Grutter v. Bollinger (2003)
In one other 5-4 determination, Justice O’Connor wrote the bulk opinion on this landmark case about affirmative motion. The bulk upheld the College of Michigan Regulation Faculty’s coverage of racial preferences in scholar admissions. O’Connor stated the coverage met “a compelling curiosity in acquiring the tutorial advantages that movement from a various scholar physique” and didn’t battle with the 14th Modification.
Virginia v. Black (2003)
On this case, three males contested a Virginia regulation that made burning a cross a criminal offense by itself, with out unmistakable proof that the act was made to intimidate folks. In her majority opinion, Justice O’Connor wrote that “whereas a State, in step with the First Modification, might ban cross burning carried out with the intent to intimidate, the availability within the Virginia statute treating any cross burning as prima facie proof of intent to intimidate renders the statute unconstitutional in its present kind.”
Lawrence v. Texas (2003)
Justice Anthony Kennedy wrote the 6-3 majority opinion on this landmark case, which held a Texas regulation making it a criminal offense for 2 individuals of the identical intercourse to have interaction in sexual conduct violated the 14th Modification’s Due Course of Clause. O’Connor, becoming a member of the bulk, wrote a separate concurrence to say that the 14th Modification’s Equal Safety Clause additionally got here into play. “A regulation branding one class of individuals as legal solely based mostly on the State’s ethical disapproval of that class and the conduct related to that class runs opposite to the values of the Structure and the Equal Safety Clause,” she wrote.
Hamdi v. Rumsfeld (2004)
Justice O’Connor wrote the plurality determination within the case of Yaser Hamdi, an American citizen detained as an enemy combatant throughout a battle with the Taliban in 2001. O’Connor wrote that though Congress permitted the detention of combatants in slender circumstances, in Hamdi’s case, his Fifth Modification due course of rights had been violated. The Structure, she stated, “calls for {that a} citizen held in the USA as an enemy combatant be given a significant alternative to contest the factual foundation for that detention earlier than a impartial decisionmaker.”

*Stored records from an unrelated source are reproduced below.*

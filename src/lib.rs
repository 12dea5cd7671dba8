//! Codec for digital tachograph vehicle unit (VU) download files as laid
//! down by Regulation (EU) 165/2014 and its Annex 1C implementing acts.
//!
//! A VU file is a flat concatenation of signed, self-delimiting transfers
//! in tag-value form: a two byte `0x76TT` tag followed by a payload whose
//! length is derived from the payload structure itself. This crate slices
//! such files into raw records, sizes every transfer by generation and
//! version, decodes the payloads, verifies the EUR -> MSCA -> VU
//! certificate chains and data signatures, and can anonymise a parsed
//! file while keeping every byte offset intact.
//!
//! The driver-card download format is a sibling codec and is not part of
//! this crate.

pub mod error;
pub mod hexdump;
pub mod vu;

pub use error::{Result, TachoError};
pub use vu::anonymize::{anonymize, AnonymizeOptions};
pub use vu::auth::{authenticate, Authentication};
pub use vu::auth::resolver::CertificateResolver;
pub use vu::file::VehicleUnitFile;
pub use vu::raw::{RawFile, RawRecord};
pub use vu::ParseOptions;
//! Record arrays, the building block of every generation 2 transfer.
//!
//! A record array is a 5 byte header `{record_type, record_size,
//! no_of_records}` followed by `record_size * no_of_records` payload
//! bytes. Each generation 2 transfer is a fixed sequence of record
//! arrays whose order is laid down by the regulation, the last one
//! always being the signature.

use nom::{combinator::map, sequence::tuple, IResult};

use crate::error::{Result, TachoError};
use crate::vu::types::{t_u16, t_u8};

pub const RECORD_ARRAY_HEADER_SIZE: usize = 5;

/// Record type codes of the regulation's data dictionary.
#[derive(Debug, Clone, Copy, PartialEq, Eq)]
pub enum RecordArrayType {
    ActivityChangeInfo,
    CardSlotsStatus,
    CurrentDateTime,
    MemberStateCertificate,
    OdometerValueMidnight,
    DateOfDayDownloaded,
    SensorPaired,
    Signature,
    SpecificConditionRecord,
    VehicleIdentificationNumber,
    VehicleRegistrationNumber,
    VuCalibrationRecord,
    VuCardIwRecord,
    VuCardRecord,
    VuCertificate,
    VuCompanyLocksRecord,
    VuControlActivityRecord,
    VuDetailedSpeedBlock,
    VuDownloadablePeriod,
    VuDownloadActivityData,
    VuEventRecord,
    VuGnssAdRecord,
    VuItsConsentRecord,
    VuFaultRecord,
    VuIdentification,
    VuOverSpeedingControlData,
    VuOverSpeedingEventRecord,
    VuPlaceDailyWorkPeriodRecord,
    VuTimeAdjustmentGnssRecord,
    VuTimeAdjustmentRecord,
    VuPowerSupplyInterruptionRecord,
    SensorPairedRecord,
    SensorExternalGnssCoupledRecord,
    VuBorderCrossingRecord,
    VuLoadUnloadRecord,
    LoadType,
    VehicleRegistrationIdentification,
}

impl RecordArrayType {
    pub fn code(self) -> u8 {
        match self {
            RecordArrayType::ActivityChangeInfo => 0x01,
            RecordArrayType::CardSlotsStatus => 0x02,
            RecordArrayType::CurrentDateTime => 0x03,
            RecordArrayType::MemberStateCertificate => 0x04,
            RecordArrayType::OdometerValueMidnight => 0x05,
            RecordArrayType::DateOfDayDownloaded => 0x06,
            RecordArrayType::SensorPaired => 0x07,
            RecordArrayType::Signature => 0x08,
            RecordArrayType::SpecificConditionRecord => 0x09,
            RecordArrayType::VehicleIdentificationNumber => 0x0a,
            RecordArrayType::VehicleRegistrationNumber => 0x0b,
            RecordArrayType::VuCalibrationRecord => 0x0c,
            RecordArrayType::VuCardIwRecord => 0x0d,
            RecordArrayType::VuCardRecord => 0x0e,
            RecordArrayType::VuCertificate => 0x0f,
            RecordArrayType::VuCompanyLocksRecord => 0x10,
            RecordArrayType::VuControlActivityRecord => 0x11,
            RecordArrayType::VuDetailedSpeedBlock => 0x12,
            RecordArrayType::VuDownloadablePeriod => 0x13,
            RecordArrayType::VuDownloadActivityData => 0x14,
            RecordArrayType::VuEventRecord => 0x15,
            RecordArrayType::VuGnssAdRecord => 0x16,
            RecordArrayType::VuItsConsentRecord => 0x17,
            RecordArrayType::VuFaultRecord => 0x18,
            RecordArrayType::VuIdentification => 0x19,
            RecordArrayType::VuOverSpeedingControlData => 0x1a,
            RecordArrayType::VuOverSpeedingEventRecord => 0x1b,
            RecordArrayType::VuPlaceDailyWorkPeriodRecord => 0x1c,
            RecordArrayType::VuTimeAdjustmentGnssRecord => 0x1d,
            RecordArrayType::VuTimeAdjustmentRecord => 0x1e,
            RecordArrayType::VuPowerSupplyInterruptionRecord => 0x1f,
            RecordArrayType::SensorPairedRecord => 0x20,
            RecordArrayType::SensorExternalGnssCoupledRecord => 0x21,
            RecordArrayType::VuBorderCrossingRecord => 0x22,
            RecordArrayType::VuLoadUnloadRecord => 0x23,
            RecordArrayType::LoadType => 0x24,
            RecordArrayType::VehicleRegistrationIdentification => 0x25,
        }
    }
}

/// The 5 byte header in front of every record array.
#[derive(Debug, Clone, Copy, PartialEq, Eq)]
pub struct RecordArrayHeader {
    pub record_type: u8,
    pub record_size: u16,
    pub no_of_records: u16,
}

impl RecordArrayHeader {
    pub fn body_size(&self) -> usize {
        usize::from(self.record_size) * usize::from(self.no_of_records)
    }

    /// Compare the advertised type against the one the regulation fixes
    /// for this position in the transfer.
    pub fn expect_type(&self, expected: RecordArrayType) -> Result<()> {
        if self.record_type != expected.code() {
            return Err(TachoError::StructureMismatch(format!(
                "record array type {:#04x} where {expected:?} ({:#04x}) was required",
                self.record_type,
                expected.code(),
            )));
        }
        Ok(())
    }

    /// Compare the advertised record size against the regulation's fixed
    /// size for this array. The primary mis-version detector.
    pub fn expect_record_size(&self, expected: usize) -> Result<()> {
        if usize::from(self.record_size) != expected {
            return Err(TachoError::StructureMismatch(format!(
                "record array type {:#04x} advertises {} byte records, regulation fixes {expected}",
                self.record_type, self.record_size,
            )));
        }
        Ok(())
    }
}

pub fn t_record_array_header(buffer: &[u8]) -> IResult<&[u8], RecordArrayHeader> {
    map(
        tuple((t_u8, t_u16, t_u16)),
        |(record_type, record_size, no_of_records)| RecordArrayHeader {
            record_type,
            record_size,
            no_of_records,
        },
    )(buffer)
}

/// Total size of the record array starting at `offset`: header plus
/// `record_size * no_of_records`, bounds-checked against the buffer. No
/// record type validation happens here; callers that care compare the
/// header against their expectation.
pub fn size_of_record_array(buffer: &[u8], offset: usize) -> Result<usize> {
    TachoError::check_len(buffer, offset, RECORD_ARRAY_HEADER_SIZE)?;
    let record_size = usize::from(u16::from_be_bytes([buffer[offset + 1], buffer[offset + 2]]));
    let no_of_records = usize::from(u16::from_be_bytes([buffer[offset + 3], buffer[offset + 4]]));
    let body = record_size * no_of_records;
    TachoError::check_len(buffer, offset + RECORD_ARRAY_HEADER_SIZE, body)?;
    Ok(RECORD_ARRAY_HEADER_SIZE + body)
}

/// Read the header at `offset`, bounds-checked.
pub fn header_at(buffer: &[u8], offset: usize) -> Result<RecordArrayHeader> {
    TachoError::check_len(buffer, offset, RECORD_ARRAY_HEADER_SIZE)?;
    Ok(RecordArrayHeader {
        record_type: buffer[offset],
        record_size: u16::from_be_bytes([buffer[offset + 1], buffer[offset + 2]]),
        no_of_records: u16::from_be_bytes([buffer[offset + 3], buffer[offset + 4]]),
    })
}

/// Append the 5 byte header to a growing buffer.
pub fn emit_header(dst: &mut Vec<u8>, record_type: u8, record_size: u16, no_of_records: u16) {
    dst.push(record_type);
    dst.extend_from_slice(&record_size.to_be_bytes());
    dst.extend_from_slice(&no_of_records.to_be_bytes());
}

#[cfg(test)]
mod tests {
    use pretty_assertions::assert_eq;

    use super::*;

    #[test]
    fn sizes_a_populated_array() {
        // type 0x01, 2 byte records, 3 of them
        let mut buffer = vec![0x01, 0x00, 0x02, 0x00, 0x03];
        buffer.extend([0xaa; 6]);
        assert_eq!(11, size_of_record_array(&buffer, 0).unwrap());
    }

    #[test]
    fn sizes_an_empty_array() {
        let buffer = [0x09, 0x00, 0x05, 0x00, 0x00];
        assert_eq!(5, size_of_record_array(&buffer, 0).unwrap());
    }

    #[test]
    fn large_count_is_only_rejected_when_bytes_are_missing() {
        let mut buffer = vec![0x01, 0x00, 0x01, 0xff, 0xff];
        let err = size_of_record_array(&buffer, 0).unwrap_err();
        assert!(matches!(err, TachoError::InsufficientData { .. }));

        buffer.extend(vec![0x00; 0xffff]);
        assert_eq!(5 + 0xffff, size_of_record_array(&buffer, 0).unwrap());
    }

    #[test]
    fn truncated_header_is_insufficient_data() {
        let err = size_of_record_array(&[0x01, 0x00], 0).unwrap_err();
        assert!(matches!(
            err,
            TachoError::InsufficientData {
                offset: 0,
                needed: 5,
                available: 2,
            }
        ));
    }

    #[test]
    fn emits_the_header_it_parses() {
        let mut dst = Vec::new();
        emit_header(&mut dst, 0x0d, 131, 2);
        let (rest, header) = t_record_array_header(&dst).unwrap();
        assert!(rest.is_empty());
        assert_eq!(
            RecordArrayHeader {
                record_type: 0x0d,
                record_size: 131,
                no_of_records: 2,
            },
            header
        );
        assert_eq!(RecordArrayType::VuCardIwRecord.code(), header.record_type);
    }
}
impl OverviewGen2 {
    pub fn unmarshal_value(value: &[u8], version: Version) -> Result<OverviewGen2> {
        let mut reader = ArrayReader::new(value, "Overview Gen2");
        let member_state_certificate =
            reader.opaque(RecordArrayType::MemberStateCertificate)?;
        let vu_certificate = reader.opaque(RecordArrayType::VuCertificate)?;
        let vehicle_identification_number = reader.single(
            RecordArrayType::VehicleIdentificationNumber,
            VIN_SIZE,
            map(take(VIN_SIZE), <[u8]>::to_vec),
        )?;
        let vehicle_registration = reader.single(
            RecordArrayType::VehicleRegistrationIdentification,
            VEHICLE_REGISTRATION_IDENTIFICATION_SIZE,
            t_vehicle_registration,
        )?;
        let current_date_time =
            reader.single(RecordArrayType::CurrentDateTime, 4, t_time_real)?;
        let downloadable_period =
            reader.single(RecordArrayType::VuDownloadablePeriod, 8, t_downloadable_period)?;
        let card_slots_status = reader.single(RecordArrayType::CardSlotsStatus, 1, t_u8)?;
        let download_activity = reader.single(
            RecordArrayType::VuDownloadActivityData,
            DOWNLOAD_ACTIVITY_GEN2_SIZE,
            t_download_activity_gen2,
        )?;
        let company_locks = reader.records(
            RecordArrayType::VuCompanyLocksRecord,
            COMPANY_LOCKS_GEN2_SIZE,
            t_company_lock_gen2,
        )?;
        let control_activities = reader.records(
            RecordArrayType::VuControlActivityRecord,
            CONTROL_ACTIVITY_GEN2_SIZE,
            t_control_activity_gen2,
        )?;
        let signature = reader.signature()?;
        reader.finish()?;

        Ok(OverviewGen2 {
            version,
            member_state_certificate,
            vu_certificate,
            vehicle_identification_number,
            vehicle_registration,
            current_date_time,
            downloadable_period_begin: downloadable_period.map(|p| p.0),
            downloadable_period_end: downloadable_period.map(|p| p.1),
            card_slots_status,
            download_activity,
            company_locks,
            control_activities,
            signature,
            raw_data: Some(value.to_vec()),
            authentication: None,
        })
    }

    pub fn data_size(&self) -> usize {
        self.member_state_certificate.size()
            + self.vu_certificate.size()
            + array_size(VIN_SIZE, self.vehicle_identification_number.iter().count())
            + array_size(
                VEHICLE_REGISTRATION_IDENTIFICATION_SIZE,
                self.vehicle_registration.iter().count(),
            )
            + array_size(4, self.current_date_time.iter().count())
            + array_size(8, self.downloadable_period_begin.iter().count())
            + array_size(1, self.card_slots_status.iter().count())
            + array_size(
                DOWNLOAD_ACTIVITY_GEN2_SIZE,
                self.download_activity.iter().count(),
            )
            + array_size(COMPANY_LOCKS_GEN2_SIZE, self.company_locks.len())
            + array_size(CONTROL_ACTIVITY_GEN2_SIZE, self.control_activities.len())
    }

    pub fn marshal_value(&self) -> Vec<u8> {
        let mut canvas = raw_canvas(
            self.raw_data.as_deref(),
            self.data_size(),
            self.signature.len(),
        );
        paint_opaque(&mut canvas, &self.member_state_certificate);
        paint_opaque(&mut canvas, &self.vu_certificate);
        paint_array(
            &mut canvas,
            RecordArrayType::VehicleIdentificationNumber,
            VIN_SIZE,
            self.vehicle_identification_number.as_slice(),
            |canvas, vin| canvas.put(vin),
        );
        paint_array(
            &mut canvas,
            RecordArrayType::VehicleRegistrationIdentification,
            VEHICLE_REGISTRATION_IDENTIFICATION_SIZE,
            self.vehicle_registration.as_slice(),
            |canvas, registration| canvas.put_vehicle_registration(registration),
        );
        paint_array(
            &mut canvas,
            RecordArrayType::CurrentDateTime,
            4,
            self.current_date_time.as_slice(),
            |canvas, time| canvas.put_time(*time),
        );
        let period: Vec<(TimeReal, TimeReal)> = self
            .downloadable_period_begin
            .iter()
            .zip(self.downloadable_period_end.iter())
            .map(|(b, e)| (*b, *e))
            .collect();
        paint_array(
            &mut canvas,
            RecordArrayType::VuDownloadablePeriod,
            8,
            &period,
            |canvas, (begin, end)| {
                canvas.put_time(*begin);
                canvas.put_time(*end);
            },
        );
        paint_array(
            &mut canvas,
            RecordArrayType::CardSlotsStatus,
            1,
            self.card_slots_status.as_slice(),
            |canvas, status| canvas.put_u8(*status),
        );
        paint_array(
            &mut canvas,
            RecordArrayType::VuDownloadActivityData,
            DOWNLOAD_ACTIVITY_GEN2_SIZE,
            self.download_activity.as_slice(),
            |canvas, activity| {
                canvas.put_time(activity.downloading_time);
                canvas.put_card_and_generation(&activity.card_number);
                canvas.put_string(&activity.company_or_workshop_name);
            },
        );
        paint_array(
            &mut canvas,
            RecordArrayType::VuCompanyLocksRecord,
            COMPANY_LOCKS_GEN2_SIZE,
            &self.company_locks,
            |canvas, lock| {
                canvas.put_time(lock.lock_in_time);
                canvas.put_time(lock.lock_out_time);
                canvas.put_string(&lock.company_name);
                canvas.put_string(&lock.company_address);
                canvas.put_card_and_generation(&lock.company_card_number);
            },
        );
        paint_array(
            &mut canvas,
            RecordArrayType::VuControlActivityRecord,
            CONTROL_ACTIVITY_GEN2_SIZE,
            &self.control_activities,
            |canvas, control| {
                canvas.put_u8(control.control_type);
                canvas.put_time(control.control_time);
                canvas.put_card_and_generation(&control.control_card_number);
                canvas.put_time(control.download_period_begin);
                canvas.put_time(control.download_period_end);
            },
        );
        let mut out = canvas.into_bytes();
        out.extend_from_slice(&self.signature);
        out
    }
}
//! The vehicle unit download-file format.
//!
//! Data flows through two passes. The first pass (`raw`) slices the
//! input into tagged records, using `sizer` to derive each value length
//! from the payload structure. The second pass (`file`) dispatches the
//! raw records through the per-transfer codecs in `messages` and groups
//! them by generation and version. `auth` annotates raw records with
//! certificate-chain and signature outcomes, and `anonymize` rewrites a
//! parsed file without moving a single byte offset.

pub mod anonymize;
pub mod auth;
pub mod file;
pub mod messages;
pub mod raw;
pub mod record_array;
pub mod sizer;
pub mod transfer;
pub mod types;

/// Options for the first-pass parse.
///
/// In strict mode an unrecognised tag is an error. Outside strict mode
/// parsing halts at the unknown tag and the records sliced so far are
/// kept; with no length encoded anywhere there is no way to skip an
/// unknown transfer.
#[derive(Debug, Clone, Copy, Default)]
pub struct ParseOptions {
    pub strict: bool,
}
//! Raw RSA verification primitives for the first generation security
//! mechanisms: PKCS#1 v1.5 with SHA-1 over transfer data, and the
//! message recovery step of the ISO/IEC 9796-2 style certificate
//! signatures. The certificate format is not X.509 and the recovery
//! operation is not offered by any packaged RSA crate, so the two
//! public-key operations are written out against bigint arithmetic.

use num_bigint::BigUint;
use sha1::{Digest, Sha1};

/// DigestInfo prefix for SHA-1 inside a PKCS#1 v1.5 encoded message.
const SHA1_DIGEST_INFO: [u8; 15] = [
    0x30, 0x21, 0x30, 0x09, 0x06, 0x05, 0x2b, 0x0e, 0x03, 0x02, 0x1a, 0x05, 0x00, 0x04, 0x14,
];

#[derive(Debug, Clone, PartialEq, Eq)]
pub struct RsaPublicKey {
    modulus: BigUint,
    exponent: BigUint,
    size: usize,
}

impl RsaPublicKey {
    pub fn new(modulus: &[u8], exponent: &[u8]) -> RsaPublicKey {
        RsaPublicKey {
            modulus: BigUint::from_bytes_be(modulus),
            exponent: BigUint::from_bytes_be(exponent),
            size: modulus.len(),
        }
    }

    /// Modulus width in bytes; the width of every signature made under
    /// this key.
    pub fn size(&self) -> usize {
        self.size
    }

    /// The public-key operation `input^e mod n`, left padded back to
    /// modulus width. `None` when the input is not a valid signature
    /// width or does not reduce.
    pub fn apply(&self, input: &[u8]) -> Option<Vec<u8>> {
        if input.len() != self.size {
            return None;
        }
        let value = BigUint::from_bytes_be(input);
        if value >= self.modulus {
            return None;
        }
        let result = value.modpow(&self.exponent, &self.modulus);
        let bytes = result.to_bytes_be();
        let mut out = vec![0u8; self.size - bytes.len()];
        out.extend(bytes);
        Some(out)
    }

    /// PKCS#1 v1.5 verification with SHA-1.
    pub fn verify_pkcs1_sha1(&self, data: &[u8], signature: &[u8]) -> bool {
        let Some(encoded) = self.apply(signature) else {
            return false;
        };
        let digest = Sha1::digest(data);
        // EM = 0x00 0x01 PS 0x00 DigestInfo H, PS being at least eight
        // 0xff bytes.
        let suffix_len = SHA1_DIGEST_INFO.len() + digest.len();
        if encoded.len() < suffix_len + 11 {
            return false;
        }
        let padding_end = encoded.len() - suffix_len - 1;
        encoded[0] == 0x00
            && encoded[1] == 0x01
            && encoded[2..padding_end].iter().all(|&b| b == 0xff)
            && encoded[padding_end] == 0x00
            && encoded[padding_end + 1..padding_end + 1 + SHA1_DIGEST_INFO.len()]
                == SHA1_DIGEST_INFO
            && encoded[encoded.len() - digest.len()..] == *digest
    }

    /// ISO/IEC 9796-2 message recovery: open the signature and return
    /// the recovered bytes between the `0x6a` header and the trailing
    /// SHA-1 hash plus `0xbc`, together with that hash.
    pub fn recover(&self, signature: &[u8]) -> Option<(Vec<u8>, Vec<u8>)> {
        let message = self.apply(signature)?;
        if message.first() != Some(&0x6a) || message.last() != Some(&0xbc) {
            return None;
        }
        let hash_start = message.len() - 1 - 20;
        let recovered = message[1..hash_start].to_vec();
        let hash = message[hash_start..message.len() - 1].to_vec();
        Some((recovered, hash))
    }
}

#[cfg(test)]
pub(crate) mod testkey {
    use super::*;

    /// Fixed RSA-1024 key pair for building certificate hierarchies in
    /// tests. Signing is the private operation `input^d mod n`.
    pub(crate) struct RsaTestKey {
        pub modulus: Vec<u8>,
        pub exponent: Vec<u8>,
        private: BigUint,
    }

    impl RsaTestKey {
        pub fn public(&self) -> RsaPublicKey {
            RsaPublicKey::new(&self.modulus, &self.exponent)
        }

        pub fn raw_sign(&self, message: &[u8]) -> Vec<u8> {
            let n = BigUint::from_bytes_be(&self.modulus);
            let value = BigUint::from_bytes_be(message);
            let bytes = value.modpow(&self.private, &n).to_bytes_be();
            let mut out = vec![0u8; self.modulus.len() - bytes.len()];
            out.extend(bytes);
            out
        }

        pub fn sign_pkcs1_sha1(&self, data: &[u8]) -> Vec<u8> {
            let digest = Sha1::digest(data);
            let mut encoded = vec![0x00, 0x01];
            encoded.resize(self.modulus.len() - SHA1_DIGEST_INFO.len() - digest.len() - 1, 0xff);
            encoded.push(0x00);
            encoded.extend(SHA1_DIGEST_INFO);
            encoded.extend(digest);
            self.raw_sign(&encoded)
        }
    }

    pub(crate) fn key() -> RsaTestKey {
        RsaTestKey {
            modulus: hex::decode(TEST_MODULUS).unwrap(),
            exponent: vec![0x01, 0x00, 0x01],
            private: BigUint::parse_bytes(TEST_PRIVATE.as_bytes(), 16).unwrap(),
        }
    }

    const TEST_MODULUS: &str = "bc3cd847f6266625578c659074f3b6b732c6ea2f551ac93056a5da28fdf88104e8afa72bced77659e72c7b880cdc4dfcc206f33c9580a8da6f7ae154a1b80d8acd21294f573bf0cce6fb60f5a422180eab1baaf1e744f436f83f040cdaf0f268b57f791ef40cbda26e432dad2f24b01c3aa52298e4b7c7cfa7667b077751c941";
    const TEST_PRIVATE: &str = "051c15b6e65ca67b2f0435a1953b246396b2459b215147d2d3174f73bb692a7f6a9d920923653fe632db47432b2e33c3bfb49697b76b35aa304a82a15c7e75879a1c1246fba5343769f16b47565f96ee244cb9440f8ca20f66e1a9de6daa09db1ddb47b8b3a2a650fa2cb333b9f95a21d8fa1ab44441b6c2ea104544d57eb901";
}

#[cfg(test)]
mod tests {
    use super::testkey;
    use super::*;

    #[test]
    fn pkcs1_sha1_round_trip() {
        let key = testkey::key();
        let signature = key.sign_pkcs1_sha1(b"transfer data");
        assert!(key.public().verify_pkcs1_sha1(b"transfer data", &signature));
        assert!(!key.public().verify_pkcs1_sha1(b"other data", &signature));
    }

    #[test]
    fn zero_filled_signature_fails() {
        let key = testkey::key();
        assert!(!key.public().verify_pkcs1_sha1(b"data", &[0u8; 128]));
    }

    #[test]
    fn recovery_round_trip() {
        let key = testkey::key();
        let mut message = vec![0x6a];
        message.extend([0x42u8; 106]);
        message.extend(Sha1::digest(b"linked content"));
        message.push(0xbc);
        let signature = key.raw_sign(&message);
        let (recovered, hash) = key.public().recover(&signature).unwrap();
        assert_eq!(vec![0x42u8; 106], recovered);
        assert_eq!(Sha1::digest(b"linked content").to_vec(), hash);
    }

    #[test]
    fn recovery_rejects_bad_framing() {
        let key = testkey::key();
        let mut message = vec![0x00; 128];
        message[0] = 0x6a;
        let signature = key.raw_sign(&message);
        assert!(key.public().recover(&signature).is_none());
    }
}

McCreary County v. ACLU of Kentucky (2005)
On this case, the American Civil Liberties Union sued a Kentucky county after it posted three variations of the ten Commandments in courthouses and public colleges. Justice David Souter wrote the 5-4 majority opinion. In her concurrence, O’Connor once more acknowledged her perception in a check that sought to forestall the federal government’s help of 1 faith over one other. “The aim behind the counties’ show is related as a result of it conveys an unmistakable message of endorsement to the cheap observer,” she wrote.